Task directions
Repeat the entries in full. Each line must match exactly.

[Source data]
- Opening Delimiter -

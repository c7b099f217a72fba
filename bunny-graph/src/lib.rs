//! Deterministic directed acyclic graph (DAG) for build-plan nodes.
//!
//! The graph is the storage layer underneath the operation graphs produced
//! while packaging unikernel images. Two graphs built from the same inputs in
//! the same order are structurally identical: node identifiers are dense
//! indices, neighbour sets are ordered and the topological order breaks ties
//! by insertion order, so serialized graphs compare byte for byte.
//!
//! # Features
//!
//! - Generic nodes and edges with type parameters
//! - Deterministic topological sorting using Kahn's algorithm
//! - Cycle refusal on edge insertion
//! - Optional serde support
//!
//! # Example
//!
//! ```
//! use bunny_graph::DAG;
//!
//! let mut dag = DAG::<&str, usize>::new();
//!
//! let image = dag.add_node("image");
//! let mkdir = dag.add_node("mkdir /tmp");
//! let exec = dag.add_node("exec");
//!
//! dag.add_edge(image, mkdir, 0).unwrap();
//! dag.add_edge(mkdir, exec, 0).unwrap();
//!
//! assert_eq!(dag.topological_sort().unwrap(), vec![image, mkdir, exec]);
//! assert!(dag.add_edge(exec, image, 0).is_err());
//! ```

#![warn(missing_docs)]
#![deny(unsafe_code)]
#![warn(unused_results)]

use std::cmp::Reverse;
use std::collections::{BTreeSet, BinaryHeap, HashSet, VecDeque};
use std::fmt;

#[cfg(feature = "serde")]
use serde::{Deserialize, Serialize};

/// Node identifier in the DAG.
///
/// Identifiers are handed out densely in insertion order, so they double as
/// a stable ordering key.
#[derive(Debug, Clone, Copy, PartialEq, Eq, Hash, PartialOrd, Ord)]
#[cfg_attr(feature = "serde", derive(Serialize, Deserialize))]
pub struct NodeId(usize);

impl fmt::Display for NodeId {
    fn fmt(&self, f: &mut fmt::Formatter<'_>) -> fmt::Result {
        write!(f, "Node({})", self.0)
    }
}

/// Error types for DAG operations.
#[derive(Debug, thiserror::Error)]
pub enum GraphError {
    /// Cycle detected in the graph
    #[error("Cycle detected in graph: {0}")]
    CycleDetected(String),

    /// Node not found
    #[error("Node {0} not found in graph")]
    NodeNotFound(NodeId),
}

/// Result type for DAG operations.
pub type GraphResult<T> = Result<T, GraphError>;

#[derive(Debug, Clone)]
#[cfg_attr(feature = "serde", derive(Serialize, Deserialize))]
struct Node<N> {
    data: N,
    outgoing: BTreeSet<NodeId>,
    incoming: BTreeSet<NodeId>,
}

/// An edge in the DAG, `from` must be materialized before `to`.
#[derive(Debug, Clone, PartialEq, Eq)]
#[cfg_attr(feature = "serde", derive(Serialize, Deserialize))]
pub struct Edge<E> {
    /// Upstream node
    pub from: NodeId,
    /// Downstream node
    pub to: NodeId,
    /// Payload carried by the edge
    pub data: E,
}

/// Generic directed acyclic graph (DAG).
///
/// Parallel edges between the same pair of nodes are allowed and kept in
/// insertion order; an operation may consume the same upstream output twice.
#[derive(Debug, Clone)]
#[cfg_attr(feature = "serde", derive(Serialize, Deserialize))]
pub struct DAG<N, E> {
    nodes: Vec<Node<N>>,
    edges: Vec<Edge<E>>,
}

impl<N, E> Default for DAG<N, E> {
    fn default() -> Self {
        Self::new()
    }
}

impl<N, E> DAG<N, E> {
    /// Create a new empty DAG.
    #[must_use]
    pub fn new() -> Self {
        Self {
            nodes: Vec::new(),
            edges: Vec::new(),
        }
    }

    /// Add a node to the graph and return its ID.
    pub fn add_node(&mut self, data: N) -> NodeId {
        let id = NodeId(self.nodes.len());
        self.nodes.push(Node {
            data,
            outgoing: BTreeSet::new(),
            incoming: BTreeSet::new(),
        });
        id
    }

    /// Add a directed edge from `from` to `to` with associated data.
    ///
    /// # Errors
    ///
    /// - `GraphError::NodeNotFound` if either node doesn't exist
    /// - `GraphError::CycleDetected` if adding the edge would create a cycle
    pub fn add_edge(&mut self, from: NodeId, to: NodeId, data: E) -> GraphResult<()> {
        if !self.contains(from) {
            return Err(GraphError::NodeNotFound(from));
        }
        if !self.contains(to) {
            return Err(GraphError::NodeNotFound(to));
        }

        if self.can_reach(to, from) {
            return Err(GraphError::CycleDetected(format!(
                "Adding edge {from} -> {to} would create a cycle"
            )));
        }

        self.edges.push(Edge { from, to, data });
        let _ = self.nodes[from.0].outgoing.insert(to);
        let _ = self.nodes[to.0].incoming.insert(from);

        Ok(())
    }

    /// Whether `id` belongs to this graph.
    #[must_use]
    pub fn contains(&self, id: NodeId) -> bool {
        id.0 < self.nodes.len()
    }

    fn can_reach(&self, start: NodeId, end: NodeId) -> bool {
        if start == end {
            return true;
        }

        let mut visited = HashSet::new();
        let mut queue = VecDeque::from([start]);

        while let Some(current) = queue.pop_front() {
            if current == end {
                return true;
            }
            if !visited.insert(current) {
                continue;
            }
            for &neighbor in &self.nodes[current.0].outgoing {
                if !visited.contains(&neighbor) {
                    queue.push_back(neighbor);
                }
            }
        }

        false
    }

    /// Get a reference to a node's data.
    ///
    /// # Errors
    ///
    /// Returns `GraphError::NodeNotFound` if the node doesn't exist.
    pub fn node(&self, id: NodeId) -> GraphResult<&N> {
        self.nodes
            .get(id.0)
            .map(|node| &node.data)
            .ok_or(GraphError::NodeNotFound(id))
    }

    /// Get the number of nodes in the graph.
    #[must_use]
    pub fn node_count(&self) -> usize {
        self.nodes.len()
    }

    /// Get the number of edges in the graph.
    #[must_use]
    pub fn edge_count(&self) -> usize {
        self.edges.len()
    }

    /// All edges in insertion order.
    #[must_use]
    pub fn edges(&self) -> &[Edge<E>] {
        &self.edges
    }

    /// Perform topological sort using Kahn's algorithm.
    ///
    /// Returns nodes in dependency order. Among nodes that are ready at the
    /// same time the one inserted first comes first, so the order only
    /// depends on how the graph was built.
    ///
    /// # Errors
    ///
    /// Returns `GraphError::CycleDetected` if the graph contains a cycle.
    pub fn topological_sort(&self) -> GraphResult<Vec<NodeId>> {
        let mut in_degree: Vec<usize> = self.nodes.iter().map(|n| n.incoming.len()).collect();

        let mut ready: BinaryHeap<Reverse<NodeId>> = in_degree
            .iter()
            .enumerate()
            .filter(|&(_, &degree)| degree == 0)
            .map(|(index, _)| Reverse(NodeId(index)))
            .collect();

        let mut result = Vec::with_capacity(self.nodes.len());

        while let Some(Reverse(node_id)) = ready.pop() {
            result.push(node_id);

            for &neighbor in &self.nodes[node_id.0].outgoing {
                let degree = &mut in_degree[neighbor.0];
                *degree -= 1;
                if *degree == 0 {
                    ready.push(Reverse(neighbor));
                }
            }
        }

        if result.len() == self.nodes.len() {
            Ok(result)
        } else {
            Err(GraphError::CycleDetected(
                "Graph contains a cycle".to_string(),
            ))
        }
    }
}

- Closing Delimiter -

Exercise answer
repository c7b099f217a72fba
filename bunny-graph/src/lib.rs
//! Deterministic directed acyclic graph (DAG) for build-plan nodes.
//!
//! The graph is the storage layer underneath the operation graphs produced
//! while packaging unikernel images. Two graphs built from the same inputs in
//! the same order are structurally identical: node identifiers are dense
//! indices, neighbour sets are ordered and the topological order breaks ties
//! by insertion order, so serialized graphs compare byte for byte.
//!
//! # Features
//!
//! - Generic nodes and edges with type parameters
//! - Deterministic topological sorting using Kahn's algorithm
//! - Cycle refusal on edge insertion
//! - Optional serde support
//!
//! # Example
//!
//! ```
//! use bunny_graph::DAG;
//!
//! let mut dag = DAG::<&str, usize>::new();
//!
//! let image = dag.add_node("image");
//! let mkdir = dag.add_node("mkdir /tmp");
//! let exec = dag.add_node("exec");
//!
//! dag.add_edge(image, mkdir, 0).unwrap();
//! dag.add_edge(mkdir, exec, 0).unwrap();
//!
//! assert_eq!(dag.topological_sort().unwrap(), vec![image, mkdir, exec]);
//! assert!(dag.add_edge(exec, image, 0).is_err());
//! ```

#![warn(missing_docs)]
#![deny(unsafe_code)]
#![warn(unused_results)]

use std::cmp::Reverse;
use std::collections::{BTreeSet, BinaryHeap, HashSet, VecDeque};
use std::fmt;

#[cfg(feature = "serde")]
use serde::{Deserialize, Serialize};

/// Node identifier in the DAG.
///
/// Identifiers are handed out densely in insertion order, so they double as
/// a stable ordering key.
#[derive(Debug, Clone, Copy, PartialEq, Eq, Hash, PartialOrd, Ord)]
#[cfg_attr(feature = "serde", derive(Serialize, Deserialize))]
pub struct NodeId(usize);

impl fmt::Display for NodeId {
    fn fmt(&self, f: &mut fmt::Formatter<'_>) -> fmt::Result {
        write!(f, "Node({})", self.0)
    }
}

/// Error types for DAG operations.
#[derive(Debug, thiserror::Error)]
pub enum GraphError {
    /// Cycle detected in the graph
    #[error("Cycle detected in graph: {0}")]
    CycleDetected(String),

    /// Node not found
    #[error("Node {0} not found in graph")]
    NodeNotFound(NodeId),
}

/// Result type for DAG operations.
pub type GraphResult<T> = Result<T, GraphError>;

#[derive(Debug, Clone)]
#[cfg_attr(feature = "serde", derive(Serialize, Deserialize))]
struct Node<N> {
    data: N,
    outgoing: BTreeSet<NodeId>,
    incoming: BTreeSet<NodeId>,
}

/// An edge in the DAG, `from` must be materialized before `to`.
#[derive(Debug, Clone, PartialEq, Eq)]
#[cfg_attr(feature = "serde", derive(Serialize, Deserialize))]
pub struct Edge<E> {
    /// Upstream node
    pub from: NodeId,
    /// Downstream node
    pub to: NodeId,
    /// Payload carried by the edge
    pub data: E,
}

/// Generic directed acyclic graph (DAG).
///
/// Parallel edges between the same pair of nodes are allowed and kept in
/// insertion order; an operation may consume the same upstream output twice.
#[derive(Debug, Clone)]
#[cfg_attr(feature = "serde", derive(Serialize, Deserialize))]
pub struct DAG<N, E> {
    nodes: Vec<Node<N>>,
    edges: Vec<Edge<E>>,
}

impl<N, E> Default for DAG<N, E> {
    fn default() -> Self {
        Self::new()
    }
}

impl<N, E> DAG<N, E> {
    /// Create a new empty DAG.
    #[must_use]
    pub fn new() -> Self {
        Self {
            nodes: Vec::new(),
            edges: Vec::new(),
        }
    }

    /// Add a node to the graph and return its ID.
    pub fn add_node(&mut self, data: N) -> NodeId {
        let id = NodeId(self.nodes.len());
        self.nodes.push(Node {
            data,
            outgoing: BTreeSet::new(),
            incoming: BTreeSet::new(),
        });
        id
    }

    /// Add a directed edge from `from` to `to` with associated data.
    ///
    /// # Errors
    ///
    /// - `GraphError::NodeNotFound` if either node doesn't exist
    /// - `GraphError::CycleDetected` if adding the edge would create a cycle
    pub fn add_edge(&mut self, from: NodeId, to: NodeId, data: E) -> GraphResult<()> {
        if !self.contains(from) {
            return Err(GraphError::NodeNotFound(from));
        }
        if !self.contains(to) {
            return Err(GraphError::NodeNotFound(to));
        }

        if self.can_reach(to, from) {
            return Err(GraphError::CycleDetected(format!(
                "Adding edge {from} -> {to} would create a cycle"
            )));
        }

        self.edges.push(Edge { from, to, data });
        let _ = self.nodes[from.0].outgoing.insert(to);
        let _ = self.nodes[to.0].incoming.insert(from);

        Ok(())
    }

    /// Whether `id` belongs to this graph.
    #[must_use]
    pub fn contains(&self, id: NodeId) -> bool {
        id.0 < self.nodes.len()
    }

    fn can_reach(&self, start: NodeId, end: NodeId) -> bool {
        if start == end {
            return true;
        }

        let mut visited = HashSet::new();
        let mut queue = VecDeque::from([start]);

        while let Some(current) = queue.pop_front() {
            if current == end {
                return true;
            }
            if !visited.insert(current) {
                continue;
            }
            for &neighbor in &self.nodes[current.0].outgoing {
                if !visited.contains(&neighbor) {
                    queue.push_back(neighbor);
                }
            }
        }

        false
    }

    /// Get a reference to a node's data.
    ///
    /// # Errors
    ///
    /// Returns `GraphError::NodeNotFound` if the node doesn't exist.
    pub fn node(&self, id: NodeId) -> GraphResult<&N> {
        self.nodes
            .get(id.0)
            .map(|node| &node.data)
            .ok_or(GraphError::NodeNotFound(id))
    }

    /// Get the number of nodes in the graph.
    #[must_use]
    pub fn node_count(&self) -> usize {
        self.nodes.len()
    }

    /// Get the number of edges in the graph.
    #[must_use]
    pub fn edge_count(&self) -> usize {
        self.edges.len()
    }

    /// All edges in insertion order.
    #[must_use]
    pub fn edges(&self) -> &[Edge<E>] {
        &self.edges
    }

    /// Perform topological sort using Kahn's algorithm.
    ///
    /// Returns nodes in dependency order. Among nodes that are ready at the
    /// same time the one inserted first comes first, so the order only
    /// depends on how the graph was built.
    ///
    /// # Errors
    ///
    /// Returns `GraphError::CycleDetected` if the graph contains a cycle.
    pub fn topological_sort(&self) -> GraphResult<Vec<NodeId>> {
        let mut in_degree: Vec<usize> = self.nodes.iter().map(|n| n.incoming.len()).collect();

        let mut ready: BinaryHeap<Reverse<NodeId>> = in_degree
            .iter()
            .enumerate()
            .filter(|&(_, &degree)| degree == 0)
            .map(|(index, _)| Reverse(NodeId(index)))
            .collect();

        let mut result = Vec::with_capacity(self.nodes.len());

        while let Some(Reverse(node_id)) = ready.pop() {
            result.push(node_id);

            for &neighbor in &self.nodes[node_id.0].outgoing {
                let degree = &mut in_degree[neighbor.0];
                *degree -= 1;
                if *degree == 0 {
                    ready.push(Reverse(neighbor));
                }
            }
        }

        if result.len() == self.nodes.len() {
            Ok(result)
        } else {
            Err(GraphError::CycleDetected(
                "Graph contains a cycle".to_string(),
            ))
        }
    }
}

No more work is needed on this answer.